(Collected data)
----------------

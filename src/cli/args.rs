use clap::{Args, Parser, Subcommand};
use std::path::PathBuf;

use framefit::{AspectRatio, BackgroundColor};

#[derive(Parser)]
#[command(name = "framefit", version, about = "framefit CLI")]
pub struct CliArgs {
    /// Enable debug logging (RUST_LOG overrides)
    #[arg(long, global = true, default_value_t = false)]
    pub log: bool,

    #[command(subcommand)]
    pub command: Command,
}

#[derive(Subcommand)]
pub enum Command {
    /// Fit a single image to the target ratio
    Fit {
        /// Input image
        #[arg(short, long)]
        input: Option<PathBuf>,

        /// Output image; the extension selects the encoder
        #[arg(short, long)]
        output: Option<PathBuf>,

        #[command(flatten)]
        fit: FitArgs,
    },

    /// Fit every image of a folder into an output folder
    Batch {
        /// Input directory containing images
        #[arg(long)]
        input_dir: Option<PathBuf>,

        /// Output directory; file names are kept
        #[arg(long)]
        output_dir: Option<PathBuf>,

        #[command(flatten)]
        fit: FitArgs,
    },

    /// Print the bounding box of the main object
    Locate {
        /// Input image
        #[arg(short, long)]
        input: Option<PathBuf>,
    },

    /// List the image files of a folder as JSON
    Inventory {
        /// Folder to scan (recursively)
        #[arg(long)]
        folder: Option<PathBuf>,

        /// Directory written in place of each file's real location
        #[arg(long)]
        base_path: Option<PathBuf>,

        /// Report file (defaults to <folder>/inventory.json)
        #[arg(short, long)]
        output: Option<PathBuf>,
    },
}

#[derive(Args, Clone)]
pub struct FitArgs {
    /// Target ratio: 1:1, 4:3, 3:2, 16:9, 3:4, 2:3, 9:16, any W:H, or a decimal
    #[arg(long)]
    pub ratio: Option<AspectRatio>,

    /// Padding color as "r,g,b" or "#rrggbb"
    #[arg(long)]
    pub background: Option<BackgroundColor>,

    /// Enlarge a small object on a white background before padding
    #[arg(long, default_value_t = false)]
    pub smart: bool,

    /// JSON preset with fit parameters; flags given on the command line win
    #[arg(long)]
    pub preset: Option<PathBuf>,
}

----------------

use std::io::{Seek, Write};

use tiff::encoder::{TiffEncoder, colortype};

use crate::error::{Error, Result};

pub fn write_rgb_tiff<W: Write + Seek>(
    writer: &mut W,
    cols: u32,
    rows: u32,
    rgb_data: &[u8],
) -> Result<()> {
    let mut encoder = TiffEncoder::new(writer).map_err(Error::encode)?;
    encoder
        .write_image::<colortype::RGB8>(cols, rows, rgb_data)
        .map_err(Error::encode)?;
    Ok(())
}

----------------

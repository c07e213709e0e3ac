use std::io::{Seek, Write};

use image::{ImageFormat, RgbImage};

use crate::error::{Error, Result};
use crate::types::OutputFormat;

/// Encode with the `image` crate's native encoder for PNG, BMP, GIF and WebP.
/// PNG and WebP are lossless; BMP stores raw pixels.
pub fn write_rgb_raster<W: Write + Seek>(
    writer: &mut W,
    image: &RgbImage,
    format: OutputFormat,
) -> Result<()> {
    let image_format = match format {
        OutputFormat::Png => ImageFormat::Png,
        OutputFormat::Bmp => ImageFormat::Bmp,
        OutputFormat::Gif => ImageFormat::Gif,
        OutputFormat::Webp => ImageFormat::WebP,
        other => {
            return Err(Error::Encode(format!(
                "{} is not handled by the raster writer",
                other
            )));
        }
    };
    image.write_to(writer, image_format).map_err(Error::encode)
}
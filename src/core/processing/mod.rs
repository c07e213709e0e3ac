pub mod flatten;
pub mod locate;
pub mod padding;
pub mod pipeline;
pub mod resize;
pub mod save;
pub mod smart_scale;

----------------

## Work instructions
Of the entries above, repeat exactly the lines from the line with "the main object" through the line with "pub struct FitArgs", both of them included.

## Reply to the task
    /// Print the bounding box of the main object
    Locate {
        /// Input image
        #[arg(short, long)]
        input: Option<PathBuf>,
    },

    /// List the image files of a folder as JSON
    Inventory {
        /// Folder to scan (recursively)
        #[arg(long)]
        folder: Option<PathBuf>,

        /// Directory written in place of each file's real location
        #[arg(long)]
        base_path: Option<PathBuf>,

        /// Report file (defaults to <folder>/inventory.json)
        #[arg(short, long)]
        output: Option<PathBuf>,
    },
}

#[derive(Args, Clone)]
pub struct FitArgs {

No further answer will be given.